Defense Secretary Donald H. Rumsfeld, acting at the request of George J. Tenet, the director of central intelligence, ordered military officials in Iraq last November to hold a man suspected of being a senior Iraqi terrorist at a high-level detention center there but not list him on the prison's rolls, senior Pentagon and intelligence officials said Wednesday.
This prisoner and other "ghost detainees" were hidden largely to prevent the International Committee of the Red Cross from monitoring their treatment, and to avoid disclosing their location to an enemy, officials said. [...] In July 2003, the man suspected of being an Ansar al-Islam official was captured in Iraq and turned over to C.I.A. officials, who took him to an undisclosed location outside of Iraq for interrogation. By that fall, however, a C.I.A. legal analysis determined that because the detainee was deemed to be an Iraqi unlawful combatant - outside the protections of the Geneva Conventions - he should be transferred back to Iraq.

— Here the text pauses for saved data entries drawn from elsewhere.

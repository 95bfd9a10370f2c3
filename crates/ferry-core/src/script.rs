//! The remote bootstrap script.
//!
//! The script is PHP because the remote host only runs what its web server
//! executes. It is rendered from a fixed template with typed parameters, so
//! its content can be checked without a PHP interpreter.

/// Directories the remote framework expects to exist after unpacking.
pub const DEFAULT_RUNTIME_DIRS: &[&str] = &[
    "storage/framework/cache",
    "storage/framework/sessions",
    "storage/framework/testing",
    "storage/framework/views",
];

/// Body the script prints when extraction succeeded.
pub const STATUS_COMPLETE: &str = "complete";

/// Body the script prints when the archive could not be opened.
pub const STATUS_ERROR: &str = "error";

const TEMPLATE: &str = r#"<?php
$archive = '../{{archive}}';
$zip = new ZipArchive;

$res = $zip->open($archive);

if ($res === TRUE) {
    $files = array();
    for ($i = 0; $i < $zip->numFiles; $i++) {
        $files[] = $zip->getNameIndex($i);
    }

    $zip->extractTo('../', $files);
    $zip->close();

    $runtimeDirs = array({{runtime_dirs}});
    foreach ($runtimeDirs as $dir) {
        if (!is_dir('../' . $dir)) {
            mkdir('../' . $dir, 0755, true);
        }
    }
{{hosting_patch}}
    echo "{{complete}}";
} else {
    echo "{{error}}";
}
"#;

/// In-place string replacement applied to one remote file after unpacking.
///
/// Used for hosts whose platform checks reject the deployed runtime version.
#[derive(Debug, Clone, PartialEq, Eq)]
pub struct HostingPatch {
    /// Path relative to the project root.
    pub file: String,
    pub search: String,
    pub replace: String,
}

/// Parameters of the remote unpack script.
#[derive(Debug, Clone, PartialEq, Eq)]
pub struct BootstrapScript {
    pub archive_name: String,
    pub runtime_dirs: Vec<String>,
    pub hosting_patch: Option<HostingPatch>,
}

impl BootstrapScript {
    pub fn new(archive_name: impl Into<String>) -> Self {
        Self {
            archive_name: archive_name.into(),
            runtime_dirs: DEFAULT_RUNTIME_DIRS.iter().map(|d| d.to_string()).collect(),
            hosting_patch: None,
        }
    }

    pub fn with_runtime_dirs(mut self, dirs: Vec<String>) -> Self {
        self.runtime_dirs = dirs;
        self
    }

    pub fn with_hosting_patch(mut self, patch: Option<HostingPatch>) -> Self {
        self.hosting_patch = patch;
        self
    }

    /// Render the PHP source uploaded to the public web root.
    pub fn render(&self) -> String {
        let runtime_dirs = self
            .runtime_dirs
            .iter()
            .map(|d| php_string(d.trim_matches('/')))
            .collect::<Vec<_>>()
            .join(", ");

        let hosting_patch = match &self.hosting_patch {
            Some(patch) => format!(
                concat!(
                    "\n    $patchFile = '../' . {file};\n",
                    "    if (is_file($patchFile)) {{\n",
                    "        $content = file_get_contents($patchFile);\n",
                    "        $content = str_replace({search}, {replace}, $content);\n",
                    "        file_put_contents($patchFile, $content);\n",
                    "    }}\n",
                ),
                file = php_string(patch.file.trim_start_matches('/')),
                search = php_string(&patch.search),
                replace = php_string(&patch.replace),
            ),
            None => String::new(),
        };

        TEMPLATE
            .replace("{{archive}}", &php_escape(&self.archive_name))
            .replace("{{runtime_dirs}}", &runtime_dirs)
            .replace("{{hosting_patch}}", &hosting_patch)
            .replace("{{complete}}", STATUS_COMPLETE)
            .replace("{{error}}", STATUS_ERROR)
    }
}

/// Escape for the inside of a single-quoted PHP string.
fn php_escape(value: &str) -> String {
    value.replace('\\', "\\\\").replace('\'', "\\'")
}

fn php_string(value: &str) -> String {
    format!("'{}'", php_escape(value))
}

/// Whether a bootstrap response body reports success.
pub fn reports_complete(body: &str) -> bool {
    body.trim() == STATUS_COMPLETE
}
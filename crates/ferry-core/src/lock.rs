//! Run-level lock over the local artifact storage slot.

use std::fs::{self, OpenOptions};
use std::io::{ErrorKind, Write};
use std::path::{Path, PathBuf};

use tracing::warn;

use crate::error::LockError;

/// File name of the lock inside the storage directory.
pub const LOCK_FILE_NAME: &str = ".ferry.lock";

/// Held for the duration of one run; released on drop.
#[derive(Debug)]
pub struct RunLock {
    path: PathBuf,
}

impl RunLock {
    /// Take the lock in `storage_dir`, creating the directory if needed.
    pub fn acquire(storage_dir: &Path, owner: &str) -> Result<Self, LockError> {
        let path = storage_dir.join(LOCK_FILE_NAME);
        fs::create_dir_all(storage_dir).map_err(|source| LockError::Io {
            path: path.clone(),
            source,
        })?;

        let mut file = match OpenOptions::new().write(true).create_new(true).open(&path) {
            Ok(file) => file,
            Err(err) if err.kind() == ErrorKind::AlreadyExists => {
                return Err(LockError::Held(path));
            }
            Err(source) => return Err(LockError::Io { path, source }),
        };

        // Informational only; the file's existence is the lock.
        let _ = writeln!(
            file,
            "pid={} target={} started={}",
            std::process::id(),
            owner,
            chrono::Utc::now().to_rfc3339()
        );

        Ok(Self { path })
    }

    pub fn path(&self) -> &Path {
        &self.path
    }
}

impl Drop for RunLock {
    fn drop(&mut self) {
        if let Err(err) = fs::remove_file(&self.path) {
            warn!(path = %self.path.display(), error = %err, "failed to release run lock");
        }
    }
}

Mr. Tenet made his request to Mr. Rumsfeld - that the suspect be held but not listed - in October. The request was passed down the chain of command: to Gen. Richard B. Myers, chairman of the Joint Chiefs of Staff, then to Gen. John P. Abizaid, the commander of American forces in the Middle East, and finally to Lt. Gen. Ricardo S. Sanchez, the ground commander in Iraq. At each stage, lawyers reviewed the request and their bosses approved it.
Of course, the fun part is that not only did the request to hide this prisoner from the Red Cross and other inspectors (including, of course, our own) go up to the top of both Defense and the CIA, but once they'd done that, they lost the prisoner. Completely forgot where they put him, forgot about questioning him after one cursory sesison, just misplaced him altogether.
One way or another, Defense and the CIA continue to demonstrate their shining incompetence, day after day after day after day ...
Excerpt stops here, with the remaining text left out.